I have been using Terraform for a few years and it works great (hands-down). The provider for Azure in Terraform is awesome, but unfortunately, it's always a few features behind the release cycle of Microsoft Azure. This is because Terraform is built by a third-party vendor (HashiCorp), whereas Bicep (built by Microsoft) is just a transport abstraction and will follow the newest features and products as soon they are released.
If you are used to Terraform, you will properly know that it uses a (local) state file to keep track of the resources deployed. Bicep does NOT work the same way, there is no state file to keep. In Bicep, there are two modes which are called "Complete" and "Incremental" where the latter is the default.
In complete mode, Bicep deletes resources that exist in the resource group but aren't specified in the template.
In incremental mode, the Resource Manager leaves unchanged resources that exist in the resource group but aren't specified in the template. Resources in the template are added to the resource group.
So no state file nightmare like Terraform, but it does come with other problems. Microsoft informs that there is no need to switch from Terraform (just yet).
I recommend you try Bicep, even if you currently are using Terraform or another IaC tool. Knowledge is key, right? Just follow along for the ride.
Getting started
We will create a virtual machine with Microsoft Bicep and the dependencies such as network, storage, and so on. Before diving into the actual test of Microsoft Bicep, there are some requirements you need to check before following along in this guide.
Requirements
- Azure subscription for deploying the resources
- Azure CLI 2.20.0 or later installed. It's also possible with the Azure Az PowerShell module. But here we will use Azure CLI.
- Visual Studio Code for composing the .bicep file(s)
- Bicep extension for Visual Studio Code
Install Microsoft Bicep
Let's start installing the Microsoft Bicep utility.
- Open a Windows Terminal (or command prompt/PowerShell terminal) and run the following command.
1az bicep install
- To check the version run the following command.
1az bicep version
Azure CLI installs a self-contained instance of the Bicep CLI. This instance doesn't conflict with any versions you may have manually installed. Azure CLI doesn't add Bicep CLI to your PATH.
Create a Bicep file using Visual Studio Code
This section will create a Bicep file through Visual Studio Code, which will contain our code to create our Azure resources and establish our virtual machine.
- Open "Visual Studio Code" on your computer.
- Click on "File" and then "New File".
- Click "Select a language".
- Choose "Bicep" in the list.
- Now save the file by pressing "Ctrl" + "S" on the keyboard (remember the path). I named my file "azuredeploy.bicep", but you can name it whatever you like.
You have now created a Bicep file, next, we are going to add some code.
Adding the code to the Bicep file
I will split up the code into sections to make it easier to read and understand. We will keep the code as simple as possible for demonstration purposes. You can get the full source code here.
Because the language is considered declarative it's not important how you structure the file.

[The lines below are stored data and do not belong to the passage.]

//! Unmerged metadata: what one provider knows about one type.

use crate::{MetaConstraint, SequenceProviderRef};
use beanval_core::TypeName;
use beanval_types::{ExecutableKind, Signature, ValueType};
use std::fmt;

/// Where a bean configuration came from.
#[derive(Debug, Clone, Copy, PartialEq, Eq, Hash)]
pub enum ConfigurationSource {
    Annotation,
    Mapping,
    Api,
}

impl fmt::Display for ConfigurationSource {
    fn fmt(&self, f: &mut fmt::Formatter<'_>) -> fmt::Result {
        let name = match self {
            ConfigurationSource::Annotation => "annotation",
            ConfigurationSource::Mapping => "mapping",
            ConfigurationSource::Api => "api",
        };
        write!(f, "{}", name)
    }
}

/// Whether a wrapped value (`Optional`) is unwrapped before validation.
#[derive(Debug, Clone, Copy, PartialEq, Eq, Default)]
pub enum UnwrapMode {
    /// Unwrap optional values.
    #[default]
    Automatic,
    Unwrap,
    /// Validate the wrapper itself.
    Skip,
}

impl UnwrapMode {
    pub fn unwraps(&self) -> bool {
        !matches!(self, UnwrapMode::Skip)
    }
}

/// Cascading declaration of one element.
#[derive(Debug, Clone, Default, PartialEq, Eq)]
pub struct CascadingConfig {
    pub cascading: bool,
    /// `(from, to)` group conversions applied when cascading.
    pub group_conversions: Vec<(TypeName, TypeName)>,
    pub unwrap: UnwrapMode,
}

impl CascadingConfig {
    pub fn cascading() -> Self {
        Self {
            cascading: true,
            ..Self::default()
        }
    }

    /// Returns true if anything is declared.
    pub fn is_declared(&self) -> bool {
        self.cascading || !self.group_conversions.is_empty()
    }

    /// Combine with another declaration of the same element.
    pub fn merge(&mut self, other: &CascadingConfig) {
        self.cascading |= other.cascading;
        for conversion in &other.group_conversions {
            self.group_conversions.push(conversion.clone());
        }
        if other.unwrap != UnwrapMode::Automatic {
            self.unwrap = other.unwrap;
        }
    }
}

/// Class-level constraints.
#[derive(Debug, Clone, Default)]
pub struct ConstrainedType {
    pub constraints: Vec<MetaConstraint>,
}

/// A property (field or getter).
#[derive(Debug, Clone)]
pub struct ConstrainedProperty {
    pub name: String,
    pub value_type: ValueType,
    pub constraints: Vec<MetaConstraint>,
    pub element_constraints: Vec<MetaConstraint>,
    pub cascading: CascadingConfig,
}

impl ConstrainedProperty {
    pub fn new(name: impl Into<String>, value_type: ValueType) -> Self {
        Self {
            name: name.into(),
            value_type,
            constraints: Vec::new(),
            element_constraints: Vec::new(),
            cascading: CascadingConfig::default(),
        }
    }

    pub fn is_constrained(&self) -> bool {
        !self.constraints.is_empty()
            || !self.element_constraints.is_empty()
            || self.cascading.is_declared()
    }
}

/// A method or constructor parameter.
#[derive(Debug, Clone)]
pub struct ConstrainedParameter {
    pub index: usize,
    pub name: String,
    pub value_type: ValueType,
    pub constraints: Vec<MetaConstraint>,
    pub element_constraints: Vec<MetaConstraint>,
    pub cascading: CascadingConfig,
}

impl ConstrainedParameter {
    pub fn new(index: usize, name: impl Into<String>, value_type: ValueType) -> Self {
        Self {
            index,
            name: name.into(),
            value_type,
            constraints: Vec::new(),
            element_constraints: Vec::new(),
            cascading: CascadingConfig::default(),
        }
    }

    pub fn is_constrained(&self) -> bool {
        !self.constraints.is_empty()
            || !self.element_constraints.is_empty()
            || self.cascading.is_declared()
    }
}

/// A method or constructor as declared on one type.
#[derive(Debug, Clone)]
pub struct ConstrainedExecutable {
    pub kind: ExecutableKind,
    pub signature: Signature,
    pub parameters: Vec<ConstrainedParameter>,
    pub cross_parameter_constraints: Vec<MetaConstraint>,
    pub return_value_constraints: Vec<MetaConstraint>,
    pub return_element_constraints: Vec<MetaConstraint>,
    pub return_cascading: CascadingConfig,
    /// None for void methods.
    pub return_type: Option<ValueType>,
    pub is_private: bool,
}

impl ConstrainedExecutable {
    pub fn new(kind: ExecutableKind, signature: Signature, return_type: Option<ValueType>) -> Self {
        Self {
            kind,
            signature,
            parameters: Vec::new(),
            cross_parameter_constraints: Vec::new(),
            return_value_constraints: Vec::new(),
            return_element_constraints: Vec::new(),
            return_cascading: CascadingConfig::default(),
            return_type,
            is_private: false,
        }
    }

    /// Parameter constraints or parameter cascading on any parameter.
    /// Cross-parameter constraints are not counted.
    pub fn has_parameter_constraints(&self) -> bool {
        self.parameters.iter().any(ConstrainedParameter::is_constrained)
    }

    /// Return-value constraints or return-value cascading.
    pub fn is_return_value_constrained(&self) -> bool {
        !self.return_value_constraints.is_empty()
            || !self.return_element_constraints.is_empty()
            || self.return_cascading.is_declared()
    }

    pub fn is_constrained(&self) -> bool {
        self.has_parameter_constraints()
            || !self.cross_parameter_constraints.is_empty()
            || self.is_return_value_constrained()
    }

    pub fn is_void(&self) -> bool {
        self.kind == ExecutableKind::Method && self.return_type.is_none()
    }

    /// Add another provider's declaration of the same executable.
    pub fn merge(&mut self, other: ConstrainedExecutable) {
        for parameter in other.parameters {
            match self.parameters.iter_mut().find(|p| p.index == parameter.index) {
                Some(existing) => {
                    existing.constraints.extend(parameter.constraints);
                    existing.element_constraints.extend(parameter.element_constraints);
                    existing.cascading.merge(&parameter.cascading);
                }
                None => self.parameters.push(parameter),
            }
        }
        self.parameters.sort_by_key(|p| p.index);
        self.cross_parameter_constraints
            .extend(other.cross_parameter_constraints);
        self.return_value_constraints
            .extend(other.return_value_constraints);
        self.return_element_constraints
            .extend(other.return_element_constraints);
        self.return_cascading.merge(&other.return_cascading);
    }
}

/// One element of a bean configuration.
#[derive(Debug, Clone)]
pub enum ConstrainedElement {
    Type(ConstrainedType),
    Property(ConstrainedProperty),
    Executable(ConstrainedExecutable),
}

/// Everything one provider contributes for one type of a hierarchy.
#[derive(Debug, Clone)]
pub struct BeanConfiguration {
    pub source: ConfigurationSource,
    pub bean_type: TypeName,
    pub elements: Vec<ConstrainedElement>,
    pub default_group_sequence: Option<Vec<TypeName>>,
    pub default_group_sequence_provider: Option<SequenceProviderRef>,
}

impl BeanConfiguration {
    pub fn new(source: ConfigurationSource, bean_type: impl Into<TypeName>) -> Self {
        Self {
            source,
            bean_type: bean_type.into(),
            elements: Vec::new(),
            default_group_sequence: None,
            default_group_sequence_provider: None,
        }
    }

    pub fn properties(&self) -> impl Iterator<Item = &ConstrainedProperty> {
        self.elements.iter().filter_map(|e| match e {
            ConstrainedElement::Property(p) => Some(p),
            _ => None,
        })
    }

    pub fn executables(&self) -> impl Iterator<Item = &ConstrainedExecutable> {
        self.elements.iter().filter_map(|e| match e {
            ConstrainedElement::Executable(e) => Some(e),
            _ => None,
        })
    }

    pub fn type_constraints(&self) -> impl Iterator<Item = &MetaConstraint> {
        self.elements
            .iter()
            .filter_map(|e| match e {
                ConstrainedElement::Type(t) => Some(t.constraints.iter()),
                _ => None,
            })
            .flatten()
    }
}
//! Constraint violation types.

use beanval_core::{BeanRef, Path, TypeName, Value};
use beanval_descriptor::ConstraintDescriptor;
use std::fmt;
use std::sync::Arc;

/// A failed constraint.
#[derive(Debug, Clone)]
pub struct ConstraintViolation {
    /// The interpolated message.
    pub message: String,
    /// The message template before interpolation.
    pub message_template: String,
    /// The validated root bean, absent for `validate_value` and constructor
    /// parameters.
    pub root_bean: Option<BeanRef>,
    pub root_bean_type: TypeName,
    /// The bean hosting the failed element.
    pub leaf_bean: Option<BeanRef>,
    /// The value that failed the constraint.
    pub invalid_value: Value,
    pub property_path: Path,
    /// The constraint that failed.
    pub descriptor: Arc<ConstraintDescriptor>,
    /// The arguments of a validated executable.
    pub executable_parameters: Option<Vec<Value>>,
    /// The return value of a validated executable.
    pub executable_return_value: Option<Value>,
}

impl ConstraintViolation {
    pub fn new(
        message: impl Into<String>,
        message_template: impl Into<String>,
        root_bean_type: impl Into<TypeName>,
        property_path: Path,
        invalid_value: Value,
        descriptor: Arc<ConstraintDescriptor>,
    ) -> Self {
        Self {
            message: message.into(),
            message_template: message_template.into(),
            root_bean: None,
            root_bean_type: root_bean_type.into(),
            leaf_bean: None,
            invalid_value,
            property_path,
            descriptor,
            executable_parameters: None,
            executable_return_value: None,
        }
    }

    pub fn with_root_bean(mut self, root_bean: Option<BeanRef>) -> Self {
        self.root_bean = root_bean;
        self
    }

    pub fn with_leaf_bean(mut self, leaf_bean: Option<BeanRef>) -> Self {
        self.leaf_bean = leaf_bean;
        self
    }

    pub fn with_executable_parameters(mut self, parameters: Option<Vec<Value>>) -> Self {
        self.executable_parameters = parameters;
        self
    }

    pub fn with_executable_return_value(mut self, return_value: Option<Value>) -> Self {
        self.executable_return_value = return_value;
        self
    }

    /// The property path as a string, e.g. `customer.name`.
    pub fn path(&self) -> String {
        self.property_path.to_string()
    }

    /// Name of the failed constraint's definition.
    pub fn constraint(&self) -> &TypeName {
        self.descriptor.definition()
    }
}

// Beans compare by identity; descriptors by identity first to keep
// comparisons cheap for the common case.
impl PartialEq for ConstraintViolation {
    fn eq(&self, other: &Self) -> bool {
        self.message == other.message
            && self.message_template == other.message_template
            && self.property_path == other.property_path
            && self.root_bean_type == other.root_bean_type
            && self.root_bean == other.root_bean
            && self.leaf_bean == other.leaf_bean
            && self.invalid_value == other.invalid_value
            && (Arc::ptr_eq(&self.descriptor, &other.descriptor) || self.descriptor == other.descriptor)
    }
}

impl fmt::Display for ConstraintViolation {
    fn fmt(&self, f: &mut fmt::Formatter<'_>) -> fmt::Result {
        let path = self.path();
        if path.is_empty() {
            write!(f, "{}: {}", self.root_bean_type.simple_name(), self.message)
        } else {
            write!(f, "{}: {}", path, self.message)
        }
    }
}

/// The violations of one validation call. Equal violations are kept once.
#[derive(Debug, Clone, Default)]
pub struct Violations {
    violations: Vec<ConstraintViolation>,
}

impl Violations {
    pub fn new() -> Self {
        Self::default()
    }

    /// Add a violation unless an equal one is present. Returns true if it
    /// was added.
    pub fn push(&mut self, violation: ConstraintViolation) -> bool {
        if self.violations.contains(&violation) {
            return false;
        }
        self.violations.push(violation);
        true
    }

    pub fn is_empty(&self) -> bool {
        self.violations.is_empty()
    }

    pub fn len(&self) -> usize {
        self.violations.len()
    }

    pub fn all(&self) -> &[ConstraintViolation] {
        &self.violations
    }

    pub fn iter(&self) -> std::slice::Iter<'_, ConstraintViolation> {
        self.violations.iter()
    }

    /// Violations reported on the given path.
    pub fn at(&self, path: &str) -> impl Iterator<Item = &ConstraintViolation> + '_ {
        let path = path.to_string();
        self.violations.iter().filter(move |v| v.path() == path)
    }

    /// The paths of all violations, sorted.
    pub fn paths(&self) -> Vec<String> {
        let mut paths: Vec<String> = self.violations.iter().map(|v| v.path()).collect();
        paths.sort();
        paths
    }

    /// Merge another collection, dropping duplicates.
    pub fn merge(&mut self, other: Violations) {
        for violation in other.violations {
            self.push(violation);
        }
    }
}

impl IntoIterator for Violations {
    type Item = ConstraintViolation;
    type IntoIter = std::vec::IntoIter<ConstraintViolation>;

    fn into_iter(self) -> Self::IntoIter {
        self.violations.into_iter()
    }
}

impl<'a> IntoIterator for &'a Violations {
    type Item = &'a ConstraintViolation;
    type IntoIter = std::slice::Iter<'a, ConstraintViolation>;

    fn into_iter(self) -> Self::IntoIter {
        self.violations.iter()
    }
}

Meaning that you can place the variables, parameters, or resources at the bottom, top or middle. But I like to structure the file like this:
- Parameters
- Variables
- Resources/Modules
- Output (we will not cover this)
Parameters
Parameters are used during deployment. In a Bicep template, you declare a parameter by using the param
keyword. Parameters aka. declarations can be used anywhere in the Bicep file.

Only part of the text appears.